Deploy model with Model Registry

Model Registry is a component of Kubeflow that helps centrally manage versions, artifacts, and metadata of machine learning models. With its integration with KServe, it allows you to register and manage models easily and deploy them with minimal effort.

The example below shows the full process of deploying a model registered in the Model Registry with KServe.

  1. Run the following command in the notebook to install the required packages for Model Registry and KServe:

    Install required libraries
    !pip install model-registry==0.2.7a1 kserve==0.13.1  --quiet
  2. Import the modules and create a Model Registry client. Replace [USER_NAME] with your username.

    Client setup
    from model_registry import ModelRegistry

    registry = ModelRegistry(
    server_address="http://model-registry-service.kubeflow.svc.cluster.local",
    port=8080,
    author="[USER_NAME]",
    is_secure=False
    )
  3. Register the model file saved in the PVC path to the registry. Provide the model name, version, and format at registration.

    Register model
    model_name = "lb-predictor"
    model_path = f"pvc://model-pvc/lb-predictor/model.joblib" # use PVC path
    model_version = "1.0.0"

    rm = registry.register_model(
    model_name,
    model_path,
    model_format_name="joblib",
    model_format_version="1",
    version=model_version,
    metadata= {"metadata": "test"}
    )
  4. Based on the registered model information, create a KServe InferenceService.

    KServe deployment
    from kubernetes import client
    import kserve

    model = registry.get_registered_model(model_name)
    print("Registered Model:", model, "with ID", model.id)
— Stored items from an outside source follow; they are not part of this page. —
//! Lobby-wide bookkeeping: rooms by id, the one-active-room-per-user
//! reservation, and the set of connections subscribed to the lobby feed.

use std::collections::HashMap;
use std::sync::Arc;

use parking_lot::Mutex;
use uuid::Uuid;

use crate::config::Timing;
use crate::connection::Connection;
use crate::room::model::{Room, RoomConfig};
use crate::server::error::RoomError;
use crate::server::messages::OutMsg;

const LOG_TARGET: &str = "registry";

struct RegistryInner {
    rooms: HashMap<String, Arc<Room>>,
    user_room: HashMap<String, String>,
    lobby_conns: HashMap<Uuid, Arc<Connection>>,
}

pub struct Registry {
    inner: Mutex<RegistryInner>,
    timing: Timing,
}

impl Registry {
    pub fn new(timing: Timing) -> Arc<Self> {
        Arc::new(Self {
            inner: Mutex::new(RegistryInner {
                rooms: HashMap::new(),
                user_room: HashMap::new(),
                lobby_conns: HashMap::new(),
            }),
            timing,
        })
    }

    pub fn join_lobby(self: &Arc<Self>, conn: Arc<Connection>) {
        self.inner.lock().lobby_conns.insert(conn.id, conn);
    }

    pub fn leave_lobby(self: &Arc<Self>, conn: &Connection) {
        self.inner.lock().lobby_conns.remove(&conn.id);
    }

    /// `userId` may hold at most one room reservation at a time; rejoining
    /// the same room is always allowed (reconnect).
    pub fn reserve_user_room(&self, user_id: &str, room_id: &str) -> Result<(), RoomError> {
        if user_id.is_empty() || room_id.is_empty() {
            return Err(RoomError::MissingIdentity);
        }
        let mut inner = self.inner.lock();
        if let Some(cur) = inner.user_room.get(user_id) {
            if cur != room_id {
                return Err(RoomError::AlreadyInRoom(cur.clone()));
            }
            return Ok(());
        }
        inner.user_room.insert(user_id.to_string(), room_id.to_string());
        Ok(())
    }

    pub fn release_user_room(&self, user_id: &str, room_id: &str) {
        if user_id.is_empty() || room_id.is_empty() {
            return;
        }
        let mut inner = self.inner.lock();
        if inner.user_room.get(user_id).map(String::as_str) == Some(room_id) {
            inner.user_room.remove(user_id);
        }
    }

    pub fn create_room(
        self: &Arc<Self>,
        owner_user_id: &str,
        config: RoomConfig,
    ) -> Result<Arc<Room>, RoomError> {
        if owner_user_id.is_empty() {
            return Err(RoomError::MissingIdentity);
        }

        let room_id = crate::rng::generate_room_id();
        let mut inner = self.inner.lock();

        if let Some(cur) = inner.user_room.get(owner_user_id) {
            if cur != &room_id {
                return Err(RoomError::AlreadyInRoom(cur.clone()));
            }
        }
        inner
            .user_room
            .insert(owner_user_id.to_string(), room_id.clone());

        let room = Room::new(
            room_id.clone(),
            owner_user_id.to_string(),
            config,
            self.timing,
            Arc::downgrade(self),
        );
        inner.rooms.insert(room_id, room.clone());
        Ok(room)
    }

    pub fn get_room(&self, room_id: &str) -> Option<Arc<Room>> {
        self.inner.lock().rooms.get(room_id).cloned()
    }

    pub fn list_rooms_public(&self) -> Vec<crate::room::model::RoomPublic> {
        let rooms: Vec<Arc<Room>> = self.inner.lock().rooms.values().cloned().collect();
        rooms.iter().map(|r| r.to_public()).collect()
    }

    /// Sends every lobby-subscribed connection the current room list.
    pub fn broadcast_rooms_list(&self) {
        let list = self.list_rooms_public();
        let conns: Vec<Arc<Connection>> = self.inner.lock().lobby_conns.values().cloned().collect();
        let out = OutMsg::new("ROOMS_LIST", None, serde_json::json!({ "rooms": list }));
        tracing::debug!(target: LOG_TARGET, count = conns.len(), "broadcasting room list");
        for conn in conns {
            conn.send(&out);
        }
    }
}

#[cfg(test)]
mod tests {
    use super::*;

    fn timing() -> Timing {
        Timing::default()
    }

    #[test]
    fn reserve_user_room_allows_same_room_reconnect() {
        let registry = Registry::new(timing());
        registry.reserve_user_room("alice", "ROOM1").unwrap();
        assert!(registry.reserve_user_room("alice", "ROOM1").is_ok());
    }

    #[test]
    fn reserve_user_room_rejects_second_room() {
        let registry = Registry::new(timing());
        registry.reserve_user_room("alice", "ROOM1").unwrap();
        let err = registry.reserve_user_room("alice", "ROOM2").unwrap_err();
        assert!(matches!(err, RoomError::AlreadyInRoom(room) if room == "ROOM1"));
    }

    #[test]
    fn release_user_room_frees_up_a_new_reservation() {
        let registry = Registry::new(timing());
        registry.reserve_user_room("alice", "ROOM1").unwrap();
        registry.release_user_room("alice", "ROOM1");
        assert!(registry.reserve_user_room("alice", "ROOM2").is_ok());
    }

    #[test]
    fn create_room_then_get_room_round_trips() {
        let registry = Registry::new(timing());
        let room = registry.create_room("alice", RoomConfig::default()).unwrap();
        let fetched = registry.get_room(&room.id).unwrap();
        assert_eq!(fetched.id, room.id);
    }
}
    version = registry.get_model_version(model_name, model_version)
    print("Model Version:", version, "with ID", version.id)

    art = registry.get_model_artifact(model_name, model_version)
    print("Model Artifact:", art, "with ID", art.id)

    isvc = kserve.V1beta1InferenceService(
    api_version=kserve.constants.KSERVE_GROUP + "/v1beta1",
    kind=kserve.constants.KSERVE_KIND,
    metadata=client.V1ObjectMeta(
    name=model_name,
    labels={
    "modelregistry/registered-model-id": model.id,
    "modelregistry/model-version-id": version.id,
    },
    ),
    spec=kserve.V1beta1InferenceServiceSpec(
    predictor=kserve.V1beta1PredictorSpec(
    sklearn=kserve.V1beta1SKLearnSpec(
    args=['--model_name=lb-predictor'],
    storage_uri=art.uri
    )
    )
    ),
    )

    ks_client = kserve.KServeClient()
    ks_client.create(isvc)
  5. After deployment is complete, you can test inference inside the cluster with the following commands:

    Inference test
    import requests
    import json

    isvc_name = "lb-predictor" # name of the InferenceService
    model_name = "lb-predictor" # model name
    namespace = "{NAMESPACE}" # your namespace (e.g., kbm-u-XX)

    url = f"http://{isvc_name}.{namespace}.svc.cluster.local/v1/models/{model_name}:predict"

    # request payload (input)
    payload = {
    "instances": [[0.1, 0.1, 0.1, 0.1]]
    }

    # HTTP request headers
    headers = {
    "Content-Type": "application/json"
    }

    # send POST request
    response = requests.post(url, data=json.dumps(payload), headers=headers)

    # print response
    print("Status Code:", response.status_code)
    print("Response:", response.json())
    Output
    Status Code: 200
    Response: {'predictions': [65.98312040830406]}